Here, the engineer known as the father of
the stepper, Shoichiro Yoshida of Nikon, discusses
the development of this revolutionary technology.
Nikon
steppers have a leading share of the world
market, but what are they?
A stepper is a machine that forms the ultra-fine
circuit lines onto the silicon wafer from
which chips are made. To make the most advanced
chips, these machines are now required to
fabricate circuits at the level of just a
few nanometers*.
How
was the stepper developed?
When I joined Nikon in 1956, I became involved
in a project to develop a 36-inch reflector
telescope, at that time, the largest of its
kind in Japan. For eight years, I designed
telescopes and instruments. This equipment
is of necessity highly sensitive to light,
and also extremely precise in the measurement
of position. It was a fascinating field in
which to work.
At that time I was concerned about
the foundation of Japan's industrial technology.

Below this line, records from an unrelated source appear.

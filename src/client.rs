// Copyright (C) 2024-2026 Push Infra Contributors.
// This file is part of the apns-legacy-client library.

// Licensed under the Apache License, Version 2.0 (the "License");
// you may not use this file except in compliance with the License.
// You may obtain a copy of the License at:
// http://www.apache.org/licenses/LICENSE-2.0

// Unless required by applicable law or agreed to in writing, software
// distributed under the License is distributed on an "AS IS" BASIS,
// WITHOUT WARRANTIES OR CONDITIONS OF ANY KIND, either express or implied.
// See the License for the specific language governing permissions and
// limitations under the License.

//! The client façade: accepts submissions from callers and exposes a
//! stream of failure reports, hiding the send/recover loop behind a channel.

use std::path::Path;

use tokio::sync::{mpsc, oneshot};

use crate::config::{ClientTlsIdentity, Config, TlsCredentials};
use crate::connection::TlsConnection;
use crate::error::{ApnsError, EncodingError};
use crate::notification::{Notification, NotificationResult};
use crate::session;

/// How many failure reports may queue up before new ones are dropped. A
/// slow or absent consumer never blocks the send/recover loop.
const FAILURES_CAPACITY: usize = 64;

/// A long-lived handle to the send/recover loop. Cloning is not supported —
/// `send` takes `&self` and can be called from multiple tasks, but there is
/// exactly one loop and one pair of failure streams per `Client`.
pub struct Client {
    submissions: mpsc::Sender<Notification>,
    shutdown: Option<oneshot::Sender<()>>,
}

/// A best-effort stream of notifications APNS rejected.
pub struct Failures(mpsc::Receiver<NotificationResult>);

impl Failures {
    pub async fn recv(&mut self) -> Option<NotificationResult> {
        self.0.recv().await
    }
}

/// A best-effort stream of submissions that could not be framed for the wire.
pub struct EncodingFailures(mpsc::Receiver<(Notification, EncodingError)>);

impl EncodingFailures {
    pub async fn recv(&mut self) -> Option<(Notification, EncodingError)> {
        self.0.recv().await
    }
}

impl Client {
    /// Builds a client and starts its send/recover loop, spawned onto the
    /// ambient tokio runtime. Credentials are taken from `config.tls`.
    pub fn new(config: Config) -> Result<(Self, Failures, EncodingFailures), ApnsError> {
        // Fail fast on unusable credentials rather than discovering it on
        // the first connect attempt deep inside the loop.
        config.tls.client_config()?;

        let (submission_tx, submission_rx) = mpsc::channel(1);
        let (failures_tx, failures_rx) = mpsc::channel(FAILURES_CAPACITY);
        let (encoding_failures_tx, encoding_failures_rx) = mpsc::channel(FAILURES_CAPACITY);
        let (shutdown_tx, shutdown_rx) = oneshot::channel();

        let resubmit = submission_tx.clone();
        tokio::spawn(session::run::<TlsConnection>(
            config,
            resubmit,
            submission_rx,
            failures_tx,
            encoding_failures_tx,
            shutdown_rx,
        ));

        Ok((
            Self { submissions: submission_tx, shutdown: Some(shutdown_tx) },
            Failures(failures_rx),
            EncodingFailures(encoding_failures_rx),
        ))
    }

    /// Builds a client from certificate and key PEM files.
    pub fn with_pem_files(
        gateway: (impl Into<String>, u16),
        cert_path: impl AsRef<Path>,
        key_path: impl AsRef<Path>,
    ) -> Result<(Self, Failures, EncodingFailures), ApnsError> {
        let config = Config::new(
            gateway,
            TlsCredentials::PemFiles {
                cert_path: cert_path.as_ref().to_path_buf(),
                key_path: key_path.as_ref().to_path_buf(),
            },
        );
        Self::new(config)
    }

    /// Builds a client from a pre-built, already-validated TLS identity.
    /// Infallible: the identity was validated when it was constructed.
    pub fn with_identity(
        gateway: (impl Into<String>, u16),
        identity: ClientTlsIdentity,
    ) -> (Self, Failures, EncodingFailures) {
        let config = Config::new(gateway, TlsCredentials::Identity(identity));
        Self::new(config).expect("a pre-built TlsIdentity is already valid")
    }

    /// Hands `notification` to the send/recover loop. Always succeeds from
    /// the caller's perspective; it suspends until the loop is ready to receive,
    /// which is where backpressure from a stalled connection shows up.
    pub async fn send(&self, notification: Notification) {
        // The loop holds its own clone of this sender for replay, so the
        // channel never closes out from under an in-flight `send`.
        let _ = self.submissions.send(notification).await;
    }

    /// Signals the send/recover loop to end at the next opportunity (between
    /// connection attempts, or while idle waiting on the inner loop's select)
    /// and consumes the client. Not part of the distilled protocol; see
    /// DESIGN.md for why a long-lived daemon needs this.
    pub fn shutdown(mut self) {
        if let Some(shutdown) = self.shutdown.take() {
            let _ = shutdown.send(());
        }
    }
}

Unlike in Europe, where industrial competence
was built up step-by-step by the centuries-old
presence of trade guilds, our industry had
developed rapidly, like a tower built on a
hill of sand. We depended on foreign imports
for most of our mother machines, as well.
I soon became involved in a project
to develop ruling engines, machines equipped
with diamond cutters to etch anywhere from
hundreds to thousands of single millimeter
grooves at precise intervals onto small glass
plates.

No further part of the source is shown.